Head of the Office of the Politburo
- In office 24 September 1968 – June 1986
- General Secretary: Walter Ulbricht; Erich Honecker;
- Deputy: Tilo Fischer;
- Preceded by: Otto Schön
- Succeeded by: Edwin Schwertner

Personal details
- Born: Gisela Trautzsch 30 October 1925 Lengefeld, Free State of Saxony, Weimar Republic (now Germany)
- Died: 3 February 2016 (aged 90) Berlin, Germany
- Party: Socialist Unity Party (1946–1989)
- Other political affiliations: Communist Party of Germany (1945–1946)
- Spouse: ; Günter Glende ​ ​(m. 1973; death 2004)​
- Alma mater: "Karl Marx" Party Academy (Dipl.-Ges.-Wiss.);
- Occupation: Politician; Party Functionary;
- Awards: Patriotic Order of Merit, 1st class; Banner of Labor; Banner of Labor;
- Central institution membership 1986–1989: Full member, Central Auditing Commission ; 1971–1986: Full member, Central Committee ; Other offices held 1951–1968: Deputy Head, Office of the Politburo ;

= Gisela Glende =

German politician (1925–2016)

Gisela Glende (born Gisela Trautzsch: 30 October 1925 - 3 February 2016) was an East German party official. She served between 1968 and 1986 as head of the Office of the Politburo, which meant she was responsible for preparing the agendas and draft decisions, and for producing the minutes of Poliburo meetings.

== Biography ==
Gisela Trautzsch was born in Lengefeld, a small town at the heart of the mining region south of Chemnitz. As the niece of the Communist activist Walter Trautzsch, she grew up in a highly politicised working-class family. Her father was a metal worker. She attended school locally and then completed a "commercial" training at the vocational secondary school. After that she took a clerical job at the Kunstharzpresserei plant in Lengefeld.

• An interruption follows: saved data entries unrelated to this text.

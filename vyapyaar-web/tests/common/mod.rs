#![allow(dead_code)]

use async_trait::async_trait;
use std::collections::HashMap;
use std::sync::{Arc, Mutex};
use std::time::Duration;
use vyapyaar_config::{ScraperConfig, SettleConfig, SettleStrategy};
use vyapyaar_drivers::DriverError;
use vyapyaar_drivers::vyapyaar_browser::page::ENTER_KEY;
use vyapyaar_web::{BrowserSession, PageCapture, PriceExtractor, SessionFactory};

/// What the fake storefront shows and how it misbehaves.
#[derive(Debug, Clone, Default)]
pub struct PageScript {
    pub search_input_missing: bool,
    /// Price texts on the storefront before a search is submitted.
    pub landing_texts: Vec<String>,
    /// Submitting a search re-renders in place instead of changing the URL.
    pub search_keeps_url: bool,
    /// Landing price elements stay attached after a search.
    pub landing_survives_search: bool,
    /// Result price texts, shown once a search has been submitted.
    pub texts: Vec<String>,
    /// Price element index -> number of stale reads before a read succeeds.
    pub stale_reads: HashMap<usize, usize>,
    /// Result texts seen by every `find_all` after the first result query.
    pub texts_after_rerender: Option<Vec<String>>,
    /// Number of `find_all` calls after the search that see no results yet.
    pub empty_polls: usize,
    pub navigation_error: Option<DriverError>,
    pub session_error: Option<DriverError>,
    pub close_error: Option<DriverError>,
}

impl PageScript {
    pub fn with_texts(texts: &[&str]) -> Self {
        Self {
            texts: texts.iter().map(|t| t.to_string()).collect(),
            ..Self::default()
        }
    }
}

#[derive(Debug, Clone, PartialEq, Eq)]
pub enum Call {
    Navigate(String),
    WaitFor(String, Duration),
    SendKeys(String),
    FindAll(String),
    Text(usize),
    Capture,
    Close,
}

#[derive(Debug, Default)]
pub struct Journal {
    pub calls: Mutex<Vec<Call>>,
    pub sessions_opened: Mutex<usize>,
}

impl Journal {
    pub fn calls(&self) -> Vec<Call> {
        self.calls.lock().unwrap().clone()
    }

    pub fn closes(&self) -> usize {
        self.calls().iter().filter(|c| **c == Call::Close).count()
    }

    pub fn keys_sent(&self) -> Vec<String> {
        self.calls()
            .into_iter()
            .filter_map(|c| match c {
                Call::SendKeys(k) => Some(k),
                _ => None,
            })
            .collect()
    }

    pub fn navigations(&self) -> Vec<String> {
        self.calls()
            .into_iter()
            .filter_map(|c| match c {
                Call::Navigate(u) => Some(u),
                _ => None,
            })
            .collect()
    }

    fn record(&self, call: Call) {
        self.calls.lock().unwrap().push(call);
    }
}

#[derive(Debug, Clone, PartialEq, Eq)]
pub enum FakeElement {
    SearchInput,
    Landing(usize),
    Price(usize),
}

pub struct ScriptedSession {
    script: PageScript,
    journal: Arc<Journal>,
    stale_left: Mutex<HashMap<usize, usize>>,
    price_queries: Mutex<usize>,
    url: Mutex<String>,
    typed: Mutex<String>,
    searched: Mutex<bool>,
}

impl ScriptedSession {
    fn searched(&self) -> bool {
        *self.searched.lock().unwrap()
    }

    fn landing_text(&self, index: usize) -> Result<String, DriverError> {
        if self.searched() && !self.script.landing_survives_search {
            return Err(DriverError::StaleElement(format!("landing element {index} detached")));
        }
        self.script
            .landing_texts
            .get(index)
            .cloned()
            .ok_or_else(|| DriverError::Command(format!("no landing element {index}")))
    }

    /// Texts as of the latest `find_all`.
    fn current_texts(&self) -> Vec<String> {
        let queries = *self.price_queries.lock().unwrap();
        if queries <= self.script.empty_polls {
            return Vec::new();
        }
        match &self.script.texts_after_rerender {
            Some(rerendered) if queries > self.script.empty_polls + 1 => rerendered.clone(),
            _ => self.script.texts.clone(),
        }
    }
}

#[async_trait]
impl BrowserSession for ScriptedSession {
    type Element = FakeElement;

    async fn navigate(&self, url: &str) -> Result<(), DriverError> {
        self.journal.record(Call::Navigate(url.to_string()));
        if let Some(err) = &self.script.navigation_error {
            return Err(err.clone());
        }
        if url.contains("/search?") {
            *self.searched.lock().unwrap() = true;
        }
        *self.url.lock().unwrap() = url.to_string();
        Ok(())
    }

    async fn current_url(&self) -> Result<String, DriverError> {
        Ok(self.url.lock().unwrap().clone())
    }

    async fn wait_for(&self, selector: &str, timeout: Duration) -> Result<FakeElement, DriverError> {
        self.journal
            .record(Call::WaitFor(selector.to_string(), timeout));
        if self.script.search_input_missing {
            tokio::time::sleep(timeout).await;
            return Err(DriverError::Timeout {
                selector: selector.to_string(),
                timeout,
            });
        }
        Ok(FakeElement::SearchInput)
    }

    async fn send_keys(&self, element: &FakeElement, text: &str) -> Result<(), DriverError> {
        assert_eq!(*element, FakeElement::SearchInput);
        self.journal.record(Call::SendKeys(text.to_string()));
        if text != ENTER_KEY {
            self.typed.lock().unwrap().push_str(text);
            return Ok(());
        }
        *self.searched.lock().unwrap() = true;
        if !self.script.search_keeps_url {
            let typed = self.typed.lock().unwrap().replace(' ', "+");
            *self.url.lock().unwrap() = format!("{SITE}search?q={typed}");
        }
        Ok(())
    }

    async fn find_all(&self, selector: &str) -> Result<Vec<FakeElement>, DriverError> {
        self.journal.record(Call::FindAll(selector.to_string()));
        if !self.searched() {
            return Ok((0..self.script.landing_texts.len())
                .map(FakeElement::Landing)
                .collect());
        }
        *self.price_queries.lock().unwrap() += 1;
        Ok((0..self.current_texts().len()).map(FakeElement::Price).collect())
    }

    async fn text(&self, element: &FakeElement) -> Result<String, DriverError> {
        let index = match *element {
            FakeElement::Price(index) => index,
            FakeElement::Landing(index) => return self.landing_text(index),
            FakeElement::SearchInput => {
                return Err(DriverError::Command("not a price element".into()));
            }
        };
        self.journal.record(Call::Text(index));
        {
            let mut stale = self.stale_left.lock().unwrap();
            if let Some(left) = stale.get_mut(&index) {
                if *left > 0 {
                    *left -= 1;
                    return Err(DriverError::StaleElement(format!("element {index} detached")));
                }
            }
        }
        self.current_texts()
            .get(index)
            .cloned()
            .ok_or_else(|| DriverError::Command(format!("no element {index}")))
    }

    async fn capture(&self) -> Result<PageCapture, DriverError> {
        self.journal.record(Call::Capture);
        Ok(PageCapture {
            url: Some("https://shop.test/".into()),
            html: "<html><body>blocked</body></html>".into(),
            screenshot_png: Some(vec![1, 2, 3]),
        })
    }

    async fn close(self) -> Result<(), DriverError> {
        self.journal.record(Call::Close);
        match self.script.close_error {
            Some(err) => Err(err),
            None => Ok(()),
        }
    }
}

pub struct ScriptedFactory {
    pub script: PageScript,
    pub journal: Arc<Journal>,
}

#[async_trait]
impl SessionFactory for ScriptedFactory {
    type Session = ScriptedSession;

    async fn new_session(&self) -> Result<ScriptedSession, DriverError> {
        *self.journal.sessions_opened.lock().unwrap() += 1;
        if let Some(err) = &self.script.session_error {
            return Err(err.clone());
        }
        Ok(ScriptedSession {
            stale_left: Mutex::new(self.script.stale_reads.clone()),
            script: self.script.clone(),
            journal: self.journal.clone(),
            price_queries: Mutex::new(0),
            url: Mutex::new(String::from("about:blank")),
            typed: Mutex::new(String::new()),
            searched: Mutex::new(false),
        })
    }
}

pub const SITE: &str = "https://shop.test/";

/// Default settle behaviour against the fake site: poll every 250 ms for up to 5 s.
pub fn polling_config() -> ScraperConfig {
    ScraperConfig {
        site_url: SITE.into(),
        ..ScraperConfig::default()
    }
}

/// Scraper settings pointing at the fake site, reading prices right away.
pub fn immediate_config() -> ScraperConfig {
    ScraperConfig {
        site_url: SITE.into(),
        settle: SettleConfig {
            strategy: SettleStrategy::Fixed,
            max_ms: 0,
            poll_ms: 250,
        },
        ..ScraperConfig::default()
    }
}

pub fn extractor(
    script: PageScript,
    config: ScraperConfig,
) -> (PriceExtractor<ScriptedFactory>, Arc<Journal>) {
    let journal = Arc::new(Journal::default());
    let factory = ScriptedFactory {
        script,
        journal: journal.clone(),
    };
    let extractor = PriceExtractor::new(factory, config).expect("valid scraper config");
    (extractor, journal)
}
//! # pdfium-auto
//!
//! Find a usable [PDFium](https://pdfium.googlesource.com/pdfium/) shared
//! library for `pdfium-render`, fetching one when the machine has none.
//!
//! ## Resolution order
//!
//! [`bind`] tries each source in turn and binds the first that loads:
//!
//! 1. [`BindOptions::library_path`], an explicit path to libpdfium.
//! 2. The per-version cache directory (see [`cache_dir`]).
//! 3. The platform's system library search path.
//! 4. A download of the platform archive from
//!    [bblanchon/pdfium-binaries](https://github.com/bblanchon/pdfium-binaries),
//!    extracted into the cache. Skipped when
//!    [`BindOptions::allow_download`] is `false`.
//!
//! ## Usage
//!
//! ```rust,no_run
//! use pdfium_auto::{bind, BindOptions};
//!
//! let pdfium = bind(&BindOptions::default()).expect("PDFium unavailable");
//! ```
//!
//! ## Platform support
//!
//! | OS      | Arch    | Library               |
//! |---------|---------|-----------------------|
//! | macOS   | arm64   | `libpdfium.dylib`     |
//! | macOS   | x86_64  | `libpdfium.dylib`     |
//! | Linux   | x86_64  | `libpdfium.so`        |
//! | Linux   | aarch64 | `libpdfium.so`        |
//! | Windows | x86_64  | `pdfium.dll`          |
//! | Windows | aarch64 | `pdfium.dll`          |
//! | Windows | x86     | `pdfium.dll`          |

use std::path::{Path, PathBuf};

use pdfium_render::prelude::Pdfium;
use thiserror::Error;
use tracing::{debug, info, warn};

// ── Public constants ─────────────────────────────────────────────────────────

/// The pdfium-binaries release tag used for downloads.
pub const PDFIUM_VERSION: &str = "7690";

const BASE_URL: &str = "https://github.com/bblanchon/pdfium-binaries/releases/download";

/// Directory name under the user cache root.
const CACHE_NAMESPACE: &str = "pdftext";

// ── Error type ───────────────────────────────────────────────────────────────

/// Errors returned while locating or loading PDFium.
#[derive(Error, Debug)]
pub enum PdfiumAutoError {
    /// No prebuilt PDFium exists for this OS/architecture.
    #[error("Unsupported platform: {os}/{arch}")]
    UnsupportedPlatform { os: String, arch: String },

    /// No library was found and downloading is disabled.
    #[error("PDFium library not found (looked for '{}' and the system library path); downloading is disabled", expected.display())]
    NotFound { expected: PathBuf },

    /// Could not create the local cache directory.
    #[error("Cache directory error: {0}")]
    CacheDir(#[source] std::io::Error),

    /// Network download failed.
    #[error("Download failed: {0}")]
    Download(String),

    /// gzip/tar extraction failed.
    #[error("Archive extraction failed: {0}")]
    Extract(String),

    /// The library file exists but could not be loaded.
    #[error("Failed to bind PDFium from '{}': {reason}", path.display())]
    Bind { path: PathBuf, reason: String },
}

// ── Platform table ───────────────────────────────────────────────────────────

/// Where to find libpdfium for one OS/architecture pair.
#[derive(Debug, PartialEq, Eq)]
pub struct Platform {
    os: &'static str,
    arch: &'static str,
    /// Release asset, e.g. `pdfium-linux-x64.tgz`.
    pub archive: &'static str,
    /// Path of the library inside the archive.
    pub member: &'static str,
    /// File name on disk.
    pub file_name: &'static str,
}

const PLATFORMS: &[Platform] = &[
    Platform { os: "macos", arch: "aarch64", archive: "pdfium-mac-arm64.tgz", member: "lib/libpdfium.dylib", file_name: "libpdfium.dylib" },
    Platform { os: "macos", arch: "x86_64", archive: "pdfium-mac-x64.tgz", member: "lib/libpdfium.dylib", file_name: "libpdfium.dylib" },
    Platform { os: "linux", arch: "x86_64", archive: "pdfium-linux-x64.tgz", member: "lib/libpdfium.so", file_name: "libpdfium.so" },
    Platform { os: "linux", arch: "aarch64", archive: "pdfium-linux-arm64.tgz", member: "lib/libpdfium.so", file_name: "libpdfium.so" },
    Platform { os: "windows", arch: "x86_64", archive: "pdfium-win-x64.tgz", member: "bin/pdfium.dll", file_name: "pdfium.dll" },
    Platform { os: "windows", arch: "aarch64", archive: "pdfium-win-arm64.tgz", member: "bin/pdfium.dll", file_name: "pdfium.dll" },
    Platform { os: "windows", arch: "x86", archive: "pdfium-win-x86.tgz", member: "bin/pdfium.dll", file_name: "pdfium.dll" },
];

fn platform_for(os: &str, arch: &str) -> Result<&'static Platform, PdfiumAutoError> {
    PLATFORMS
        .iter()
        .find(|p| p.os == os && p.arch == arch)
        .ok_or_else(|| PdfiumAutoError::UnsupportedPlatform {
            os: os.to_string(),
            arch: arch.to_string(),
        })
}

/// The platform entry for the running process.
pub fn current_platform() -> Result<&'static Platform, PdfiumAutoError> {
    platform_for(std::env::consts::OS, std::env::consts::ARCH)
}

// ── Options ──────────────────────────────────────────────────────────────────

/// Controls where [`bind`] looks for PDFium.
#[derive(Debug, Clone)]
pub struct BindOptions {
    /// Explicit library file. Tried first; a missing file only logs a warning.
    pub library_path: Option<PathBuf>,
    /// Replaces the user cache root. The version subdirectory is still appended.
    pub cache_dir: Option<PathBuf>,
    /// Fetch the library from GitHub when nothing local loads. Default: true.
    pub allow_download: bool,
}

impl Default for BindOptions {
    fn default() -> Self {
        Self {
            library_path: None,
            cache_dir: None,
            allow_download: true,
        }
    }
}

/// Returns the per-version cache directory.
///
/// Default locations:
/// - **macOS**: `~/Library/Caches/pdftext/pdfium-{VERSION}/`
/// - **Linux**: `~/.cache/pdftext/pdfium-{VERSION}/`
/// - **Windows**: `%LOCALAPPDATA%\pdftext\pdfium-{VERSION}\`
///
/// With `root` set, the directory is `{root}/pdfium-{VERSION}/`.
pub fn cache_dir(root: Option<&Path>) -> PathBuf {
    let version_dir = format!("pdfium-{PDFIUM_VERSION}");
    if let Some(root) = root {
        return root.join(version_dir);
    }

    dirs::cache_dir()
        .or_else(|| dirs::home_dir().map(|h| h.join(".cache")))
        .unwrap_or_else(std::env::temp_dir)
        .join(CACHE_NAMESPACE)
        .join(version_dir)
}

/// Path of the cached library for this platform, if it has been downloaded.
pub fn cached_library(options: &BindOptions) -> Option<PathBuf> {
    let platform = current_platform().ok()?;
    let path = cache_dir(options.cache_dir.as_deref()).join(platform.file_name);
    path.exists().then_some(path)
}

// ── Binding ──────────────────────────────────────────────────────────────────

/// Bind to PDFium following the resolution order in the crate docs.
pub fn bind(options: &BindOptions) -> Result<Pdfium, PdfiumAutoError> {
    if let Some(explicit) = &options.library_path {
        if explicit.exists() {
            debug!("Binding PDFium from explicit path {}", explicit.display());
            return bind_from_path(explicit);
        }
        warn!(
            "PDFium library '{}' does not exist; falling back to cache",
            explicit.display()
        );
    }

    let platform = current_platform()?;
    let cached = cache_dir(options.cache_dir.as_deref()).join(platform.file_name);
    if cached.exists() {
        debug!("Binding cached PDFium {}", cached.display());
        return bind_from_path(&cached);
    }

    match Pdfium::bind_to_system_library() {
        Ok(bindings) => {
            debug!("Bound system PDFium library");
            return Ok(Pdfium::new(bindings));
        }
        Err(e) => debug!("No system PDFium library: {:?}", e),
    }

    if !options.allow_download {
        return Err(PdfiumAutoError::NotFound { expected: cached });
    }

    download_library(platform, &cached)?;
    bind_from_path(&cached)
}

/// Bind to the library at `path` without touching the cache.
pub fn bind_from_path(path: &Path) -> Result<Pdfium, PdfiumAutoError> {
    Pdfium::bind_to_library(path)
        .map(Pdfium::new)
        .map_err(|e| PdfiumAutoError::Bind {
            path: path.to_path_buf(),
            reason: format!("{:?}", e),
        })
}

// ── Download ─────────────────────────────────────────────────────────────────

fn release_url(platform: &Platform) -> String {
    format!(
        "{BASE_URL}/chromium%2F{PDFIUM_VERSION}/{}",
        platform.archive
    )
}

/// Download the platform archive and unpack the library to `dest`.
fn download_library(platform: &Platform, dest: &Path) -> Result<(), PdfiumAutoError> {
    let url = release_url(platform);
    info!("Downloading PDFium {} from {}", PDFIUM_VERSION, url);

    if let Some(parent) = dest.parent() {
        std::fs::create_dir_all(parent).map_err(PdfiumAutoError::CacheDir)?;
    }

    let client = reqwest::blocking::Client::builder()
        .user_agent(concat!("pdfium-auto/", env!("CARGO_PKG_VERSION")))
        .redirect(reqwest::redirect::Policy::limited(5))
        .build()
        .map_err(|e| PdfiumAutoError::Download(e.to_string()))?;

    let response = client
        .get(&url)
        .send()
        .map_err(|e| PdfiumAutoError::Download(format!("GET {url}: {e}")))?;

    if !response.status().is_success() {
        return Err(PdfiumAutoError::Download(format!(
            "HTTP {} for {url}",
            response.status()
        )));
    }

    let archive = response
        .bytes()
        .map_err(|e| PdfiumAutoError::Download(format!("Read error: {e}")))?;
    debug!("Downloaded {} bytes", archive.len());

    // Unpack beside the target and rename so a crash never leaves a
    // truncated library where `bind` would pick it up.
    let partial = dest.with_extension("part");
    extract_member(&archive, platform.member, &partial)?;
    std::fs::rename(&partial, dest)
        .map_err(|e| PdfiumAutoError::Extract(format!("Rename failed: {e}")))?;

    info!("PDFium cached at {}", dest.display());
    Ok(())
}

/// Copy one file out of a gzipped tar archive into `dest`.
fn extract_member(archive: &[u8], member: &str, dest: &Path) -> Result<(), PdfiumAutoError> {
    use flate2::read::GzDecoder;
    use tar::Archive;

    let mut archive = Archive::new(GzDecoder::new(archive));
    let entries = archive
        .entries()
        .map_err(|e| PdfiumAutoError::Extract(e.to_string()))?;

    for entry in entries {
        let mut entry = entry.map_err(|e| PdfiumAutoError::Extract(e.to_string()))?;
        let entry_path = entry
            .path()
            .map_err(|e| PdfiumAutoError::Extract(e.to_string()))?
            .into_owned();
        let relative = entry_path.strip_prefix("./").unwrap_or(&entry_path);

        if relative == Path::new(member) {
            entry
                .unpack(dest)
                .map_err(|e| PdfiumAutoError::Extract(format!("Unpack failed: {e}")))?;
            return Ok(());
        }
    }

    Err(PdfiumAutoError::Extract(format!(
        "'{member}' not found in archive"
    )))
}

// ── Tests ─────────────────────────────────────────────────────────────────────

War ended in May 1945. A large central portion of Germany, including her home region, was now administered as the Soviet occupation zone. Membership of the Communist Party was no longer illegal, and despite not yet being 21, Gisela Trautzsch joined it. In April 1946 a contentious political merger resulted (if only, for most purposes, within the Soviet occupation zone) in the formation of a new political party, the Socialist Unity Party ("Sozialistische Einheitspartei Deutschlands" / SED), and she was one of thousands of Communist Party members happy to sign their party membership across to a new united party of the left which many believed would ensure avoidance of a return to one-party dictatorship.

Between 1945 and 1948 Gisela Trautzsch was employed by the party leadership team for her local region of Marienberg ("KPD/SED -Kresileitung Marienberg") as a typist and as head of the personnel department. By 1948 she had also become secretary for Agitation and Propaganda with the Marienberg local party. During 1949/50 she undertook a study course (by correspondence course) with the Karl Marx Party Academy. That opened the way to a job in Berlin, where she was based by 1951. Later, between 1955 and 1960, she undertook a longer remote study course with the Karl Marx Party Academy which led to the award of a degree in Social Sciences in 1960.

Between 1951 and 1968 she was employed as a deputy head of the Politburo office. After the death of Otto Schön in September 1968, Gisela Glende succeeded him as head of the office. A few years later, in 1971, she herself became a member of the powerful Party Central Committee. She remained in post till September 1986 when she was degraded sideways and downwards in what was seen by commentators as an attempt by the leadership to try and rejuvenate the politburo and indeed the Central Committee more widely. Between 1986 and 1989 she served on the party's Central Auditing Commission.

== Personal ==
Gisela Trautzsch married Günter Glende (1918–2004) in 1973. She died in Berlin a few months after her ninetieth birthday.

== Awards and honours ==

- 1959 Patriotic Order of Merit in bronze
- 1969 Patriotic Order of Merit in silver
- 1969 Clara Zetkin Medal
- 1975 Patriotic Order of Merit in gold
- 1975 Battle Order "For Services to the People and the Fatherland"
- 1981 Banner of Labor
- 1984 Patriotic Order of Merit gold clasp
- 1985 Order of Karl Marx
- 1986 Order of Karl Marx
 (It is not clear whether this was a second announcement of the award she had received the previous year, or she was listed as a recipient in consecutive years, whether by design or through oversight.)